C’est cette relation avec la situation italienne que Paulo Villac Filho tend à démontrer dans sa thèse, avec tout un déploiement de notes explicatives qui révèlent les sources des affirmations, expliquent les événements ou les personnages. La première partie qui illustre la vie et les idées (du moins d’après ce qui a pu être reconstruit jusqu’à présent) du peintre lusitanien, fournit également un cadre sensible du milieu dans lequel prend place son texte au sein du groupe des auteurs italiens de l’époque.
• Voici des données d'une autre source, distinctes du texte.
//! Sidebar: the selector inputs of the visible page.

use ratatui::layout::Rect;
use ratatui::style::{Modifier, Style};
use ratatui::text::{Line, Span};
use ratatui::widgets::{Block, Borders, Paragraph};
use ratatui::Frame;

use crate::app::{App, Page, StockInput, TipsInput};
use crate::theme;

pub fn render(f: &mut Frame, area: Rect, app: &App) {
    let block = Block::default()
        .borders(Borders::ALL)
        .border_style(theme::panel_border(true))
        .title(" Inputs ")
        .title_style(theme::panel_title(true));

    let lines = match app.page {
        Page::Stocks => stock_lines(app),
        Page::Tips => tips_lines(app),
    };
    f.render_widget(Paragraph::new(lines).block(block), area);
}

fn input_line<'a>(label: &str, value: String, focused: bool) -> Line<'a> {
    let marker = if focused { "> " } else { "  " };
    let value_style = if focused {
        theme::accent().add_modifier(Modifier::BOLD | Modifier::REVERSED)
    } else {
        theme::text()
    };
    Line::from(vec![
        Span::styled(marker, theme::accent()),
        Span::styled(format!("{label:<8}"), theme::muted()),
        Span::styled(format!(" {value} "), value_style),
    ])
}

fn hint(text: &str) -> Line<'_> {
    Line::from(Span::styled(text, theme::muted()))
}

fn stock_lines(app: &App) -> Vec<Line<'_>> {
    let s = &app.stocks;
    let symbol = s.selector.symbol().unwrap_or_default();
    let range = s.range();
    let mut lines = Vec::new();

    for input in StockInput::ALL {
        let value = match input {
            StockInput::Ticker => symbol.to_string(),
            StockInput::Start => range.map(|r| r.start.to_string()).unwrap_or_default(),
            StockInput::End => range.map(|r| r.end.to_string()).unwrap_or_default(),
            StockInput::Bins => s.selector.bins.to_string(),
        };
        lines.push(input_line(input.label(), value, s.focused() == input));
        if input == StockInput::Ticker {
            if let Some(name) = app.universe.name_of(symbol) {
                lines.push(Line::from(Span::styled(
                    format!("            {name}"),
                    theme::muted().add_modifier(Modifier::ITALIC),
                )));
            }
        }
    }

    lines.push(Line::from(""));
    lines.push(hint(" j/k  select input"));
    lines.push(hint(" h/l  change (H/L x4)"));
    lines.push(hint(" /    type a ticker"));
    lines.push(hint(" r    refetch"));
    lines.push(Line::from(""));
    lines.push(Line::from(Span::styled(
        format!(" source: {}", app.engine.provider_name()),
        Style::default().fg(theme::Theme::default().text_secondary),
    )));
    lines
}

fn tips_lines(app: &App) -> Vec<Line<'_>> {
    let t = &app.tips;
    let focused = t.focused();
    let mut lines = Vec::new();

    for input in t.inputs() {
        let (label, value) = match &input {
            TipsInput::Category(column) => (column.clone(), t.selected(column).to_string()),
            TipsInput::RangeMin => (
                format!("{} >=", t.range_field),
                t.effective_range()
                    .map(|r| format!("{:.2}", r.min))
                    .unwrap_or_default(),
            ),
            TipsInput::RangeMax => (
                format!("{} <=", t.range_field),
                t.effective_range()
                    .map(|r| format!("{:.2}", r.max))
                    .unwrap_or_default(),
            ),
            TipsInput::Bins => ("Bins".to_string(), t.bins.to_string()),
        };
        lines.push(input_line(&label, value, focused == input));
    }

    lines.push(Line::from(""));
    lines.push(hint(" j/k  select input"));
    lines.push(hint(" h/l  change (H/L x4)"));
    lines.push(hint(" x    clear filters"));
    lines
}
Il est évident qu’après une longue période de connaissance partielle mais aussi de "détracteurs professionnels" peu enclins à reconnaître la véridicité des paroles de Michel-Ange, cette dissertation arrive telle une revalorisation sincère de l’image et de l'oeuvre de Francisco De Hollanda, et de sa capacité d’anticiper des thèmes et des problèmes pour lesquels d’autres auteurs se sont vus gratifiés du titre d’initiateur (et pour de moindres raisons); et tout cela, avec un travail mené avec sobriété, en évitant le ton apologique ou trop compromettant sur le versant de la surprise et de la nouveauté.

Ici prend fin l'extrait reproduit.